Input data
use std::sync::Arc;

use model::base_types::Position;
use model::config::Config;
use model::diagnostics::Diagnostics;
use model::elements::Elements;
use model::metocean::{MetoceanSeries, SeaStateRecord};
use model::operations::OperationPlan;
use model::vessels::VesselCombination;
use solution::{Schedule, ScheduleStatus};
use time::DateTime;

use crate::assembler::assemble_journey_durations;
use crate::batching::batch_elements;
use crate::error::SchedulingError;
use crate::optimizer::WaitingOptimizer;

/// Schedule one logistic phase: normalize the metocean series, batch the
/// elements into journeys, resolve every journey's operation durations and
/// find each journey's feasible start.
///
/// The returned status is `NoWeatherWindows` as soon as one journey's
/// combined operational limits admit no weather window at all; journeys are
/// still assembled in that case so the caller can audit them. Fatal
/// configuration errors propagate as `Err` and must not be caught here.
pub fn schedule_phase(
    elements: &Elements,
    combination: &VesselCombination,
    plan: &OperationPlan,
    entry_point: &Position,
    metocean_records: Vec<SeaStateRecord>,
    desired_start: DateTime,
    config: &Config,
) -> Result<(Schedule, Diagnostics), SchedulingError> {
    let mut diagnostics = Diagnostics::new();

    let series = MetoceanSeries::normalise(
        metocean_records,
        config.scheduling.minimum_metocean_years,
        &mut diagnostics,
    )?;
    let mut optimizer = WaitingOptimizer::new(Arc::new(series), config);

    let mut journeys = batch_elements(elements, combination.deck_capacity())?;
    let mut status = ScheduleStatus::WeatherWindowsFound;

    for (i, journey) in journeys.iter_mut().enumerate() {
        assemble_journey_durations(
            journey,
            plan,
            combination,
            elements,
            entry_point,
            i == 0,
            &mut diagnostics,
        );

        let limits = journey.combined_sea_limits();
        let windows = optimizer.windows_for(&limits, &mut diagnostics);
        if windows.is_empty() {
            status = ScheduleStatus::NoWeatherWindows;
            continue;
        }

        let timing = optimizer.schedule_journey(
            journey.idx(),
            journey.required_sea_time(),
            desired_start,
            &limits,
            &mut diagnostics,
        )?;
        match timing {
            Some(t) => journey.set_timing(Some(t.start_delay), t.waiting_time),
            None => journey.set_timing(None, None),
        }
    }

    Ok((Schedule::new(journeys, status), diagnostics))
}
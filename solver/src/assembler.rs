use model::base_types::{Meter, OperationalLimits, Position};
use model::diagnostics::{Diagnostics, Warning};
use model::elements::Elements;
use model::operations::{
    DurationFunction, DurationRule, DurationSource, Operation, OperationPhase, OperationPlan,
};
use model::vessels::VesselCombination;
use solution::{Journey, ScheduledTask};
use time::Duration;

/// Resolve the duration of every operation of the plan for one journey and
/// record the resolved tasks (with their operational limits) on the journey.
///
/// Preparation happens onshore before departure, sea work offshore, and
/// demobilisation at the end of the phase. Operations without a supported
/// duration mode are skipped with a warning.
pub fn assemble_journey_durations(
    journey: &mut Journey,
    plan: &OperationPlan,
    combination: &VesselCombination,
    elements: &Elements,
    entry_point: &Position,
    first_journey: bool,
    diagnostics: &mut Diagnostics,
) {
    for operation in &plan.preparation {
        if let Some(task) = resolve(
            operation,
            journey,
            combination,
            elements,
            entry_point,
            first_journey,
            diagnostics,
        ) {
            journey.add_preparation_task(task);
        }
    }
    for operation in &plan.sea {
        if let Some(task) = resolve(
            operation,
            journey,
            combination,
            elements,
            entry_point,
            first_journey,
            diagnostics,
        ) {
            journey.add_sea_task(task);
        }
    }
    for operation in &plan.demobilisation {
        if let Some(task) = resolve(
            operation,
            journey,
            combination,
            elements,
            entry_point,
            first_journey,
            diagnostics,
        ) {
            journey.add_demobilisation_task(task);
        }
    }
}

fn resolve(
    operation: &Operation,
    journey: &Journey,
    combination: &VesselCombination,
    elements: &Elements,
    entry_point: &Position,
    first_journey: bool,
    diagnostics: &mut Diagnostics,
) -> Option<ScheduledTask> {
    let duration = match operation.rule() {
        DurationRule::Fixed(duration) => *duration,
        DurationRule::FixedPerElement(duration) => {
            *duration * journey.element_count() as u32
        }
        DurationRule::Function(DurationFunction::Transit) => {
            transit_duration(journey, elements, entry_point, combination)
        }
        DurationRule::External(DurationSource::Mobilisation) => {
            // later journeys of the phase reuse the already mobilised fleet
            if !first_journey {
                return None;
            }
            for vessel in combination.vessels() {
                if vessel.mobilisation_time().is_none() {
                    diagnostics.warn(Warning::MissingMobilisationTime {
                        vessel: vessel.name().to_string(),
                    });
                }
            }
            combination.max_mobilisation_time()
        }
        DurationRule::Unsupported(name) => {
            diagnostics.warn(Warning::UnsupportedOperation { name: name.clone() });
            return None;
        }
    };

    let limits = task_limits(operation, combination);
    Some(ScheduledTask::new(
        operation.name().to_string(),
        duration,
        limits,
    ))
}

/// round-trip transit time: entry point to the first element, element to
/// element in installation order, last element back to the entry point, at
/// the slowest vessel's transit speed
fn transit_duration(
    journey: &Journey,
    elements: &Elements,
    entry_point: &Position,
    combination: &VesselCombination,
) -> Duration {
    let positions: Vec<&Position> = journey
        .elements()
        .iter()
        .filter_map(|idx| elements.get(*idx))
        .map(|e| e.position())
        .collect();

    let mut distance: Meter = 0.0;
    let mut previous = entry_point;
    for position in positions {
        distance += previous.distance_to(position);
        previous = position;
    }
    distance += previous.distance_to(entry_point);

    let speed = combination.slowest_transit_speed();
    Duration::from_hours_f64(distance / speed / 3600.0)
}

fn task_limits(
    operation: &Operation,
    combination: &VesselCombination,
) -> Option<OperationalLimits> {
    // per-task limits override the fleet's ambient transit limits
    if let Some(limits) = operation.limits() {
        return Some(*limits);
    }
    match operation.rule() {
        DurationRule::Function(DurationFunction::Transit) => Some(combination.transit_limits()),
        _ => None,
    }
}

Your task
The answer must be the same records, repeated exactly and in full.

Exercise answer
use std::sync::Arc;

use model::base_types::Position;
use model::config::Config;
use model::diagnostics::Diagnostics;
use model::elements::Elements;
use model::metocean::{MetoceanSeries, SeaStateRecord};
use model::operations::OperationPlan;
use model::vessels::VesselCombination;
use solution::{Schedule, ScheduleStatus};
use time::DateTime;

use crate::assembler::assemble_journey_durations;
use crate::batching::batch_elements;
use crate::error::SchedulingError;
use crate::optimizer::WaitingOptimizer;

/// Schedule one logistic phase: normalize the metocean series, batch the
/// elements into journeys, resolve every journey's operation durations and
/// find each journey's feasible start.
///
/// The returned status is `NoWeatherWindows` as soon as one journey's
/// combined operational limits admit no weather window at all; journeys are
/// still assembled in that case so the caller can audit them. Fatal
/// configuration errors propagate as `Err` and must not be caught here.
pub fn schedule_phase(
    elements: &Elements,
    combination: &VesselCombination,
    plan: &OperationPlan,
    entry_point: &Position,
    metocean_records: Vec<SeaStateRecord>,
    desired_start: DateTime,
    config: &Config,
) -> Result<(Schedule, Diagnostics), SchedulingError> {
    let mut diagnostics = Diagnostics::new();

    let series = MetoceanSeries::normalise(
        metocean_records,
        config.scheduling.minimum_metocean_years,
        &mut diagnostics,
    )?;
    let mut optimizer = WaitingOptimizer::new(Arc::new(series), config);

    let mut journeys = batch_elements(elements, combination.deck_capacity())?;
    let mut status = ScheduleStatus::WeatherWindowsFound;

    for (i, journey) in journeys.iter_mut().enumerate() {
        assemble_journey_durations(
            journey,
            plan,
            combination,
            elements,
            entry_point,
            i == 0,
            &mut diagnostics,
        );

        let limits = journey.combined_sea_limits();
        let windows = optimizer.windows_for(&limits, &mut diagnostics);
        if windows.is_empty() {
            status = ScheduleStatus::NoWeatherWindows;
            continue;
        }

        let timing = optimizer.schedule_journey(
            journey.idx(),
            journey.required_sea_time(),
            desired_start,
            &limits,
            &mut diagnostics,
        )?;
        match timing {
            Some(t) => journey.set_timing(Some(t.start_delay), t.waiting_time),
            None => journey.set_timing(None, None),
        }
    }

    Ok((Schedule::new(journeys, status), diagnostics))
}
filename solver/src/assembler.rs
use model::base_types::{Meter, OperationalLimits, Position};
use model::diagnostics::{Diagnostics, Warning};
use model::elements::Elements;
use model::operations::{
    DurationFunction, DurationRule, DurationSource, Operation, OperationPhase, OperationPlan,
};
use model::vessels::VesselCombination;
use solution::{Journey, ScheduledTask};
use time::Duration;

/// Resolve the duration of every operation of the plan for one journey and
/// record the resolved tasks (with their operational limits) on the journey.
///
/// Preparation happens onshore before departure, sea work offshore, and
/// demobilisation at the end of the phase. Operations without a supported
/// duration mode are skipped with a warning.
pub fn assemble_journey_durations(
    journey: &mut Journey,
    plan: &OperationPlan,
    combination: &VesselCombination,
    elements: &Elements,
    entry_point: &Position,
    first_journey: bool,
    diagnostics: &mut Diagnostics,
) {
    for operation in &plan.preparation {
        if let Some(task) = resolve(
            operation,
            journey,
            combination,
            elements,
            entry_point,
            first_journey,
            diagnostics,
        ) {
            journey.add_preparation_task(task);
        }
    }
    for operation in &plan.sea {
        if let Some(task) = resolve(
            operation,
            journey,
            combination,
            elements,
            entry_point,
            first_journey,
            diagnostics,
        ) {
            journey.add_sea_task(task);
        }
    }
    for operation in &plan.demobilisation {
        if let Some(task) = resolve(
            operation,
            journey,
            combination,
            elements,
            entry_point,
            first_journey,
            diagnostics,
        ) {
            journey.add_demobilisation_task(task);
        }
    }
}

fn resolve(
    operation: &Operation,
    journey: &Journey,
    combination: &VesselCombination,
    elements: &Elements,
    entry_point: &Position,
    first_journey: bool,
    diagnostics: &mut Diagnostics,
) -> Option<ScheduledTask> {
    let duration = match operation.rule() {
        DurationRule::Fixed(duration) => *duration,
        DurationRule::FixedPerElement(duration) => {
            *duration * journey.element_count() as u32
        }
        DurationRule::Function(DurationFunction::Transit) => {
            transit_duration(journey, elements, entry_point, combination)
        }
        DurationRule::External(DurationSource::Mobilisation) => {
            // later journeys of the phase reuse the already mobilised fleet
            if !first_journey {
                return None;
            }
            for vessel in combination.vessels() {
                if vessel.mobilisation_time().is_none() {
                    diagnostics.warn(Warning::MissingMobilisationTime {
                        vessel: vessel.name().to_string(),
                    });
                }
            }
            combination.max_mobilisation_time()
        }
        DurationRule::Unsupported(name) => {
            diagnostics.warn(Warning::UnsupportedOperation { name: name.clone() });
            return None;
        }
    };

    let limits = task_limits(operation, combination);
    Some(ScheduledTask::new(
        operation.name().to_string(),
        duration,
        limits,
    ))
}

/// round-trip transit time: entry point to the first element, element to
/// element in installation order, last element back to the entry point, at
/// the slowest vessel's transit speed
fn transit_duration(
    journey: &Journey,
    elements: &Elements,
    entry_point: &Position,
    combination: &VesselCombination,
) -> Duration {
    let positions: Vec<&Position> = journey
        .elements()
        .iter()
        .filter_map(|idx| elements.get(*idx))
        .map(|e| e.position())
        .collect();

    let mut distance: Meter = 0.0;
    let mut previous = entry_point;
    for position in positions {
        distance += previous.distance_to(position);
        previous = position;
    }
    distance += previous.distance_to(entry_point);

    let speed = combination.slowest_transit_speed();
    Duration::from_hours_f64(distance / speed / 3600.0)
}

fn task_limits(
    operation: &Operation,
    combination: &VesselCombination,
) -> Option<OperationalLimits> {
    // per-task limits override the fleet's ambient transit limits
    if let Some(limits) = operation.limits() {
        return Some(*limits);
    }
    match operation.rule() {
        DurationRule::Function(DurationFunction::Transit) => Some(combination.transit_limits()),
        _ => None,
    }
}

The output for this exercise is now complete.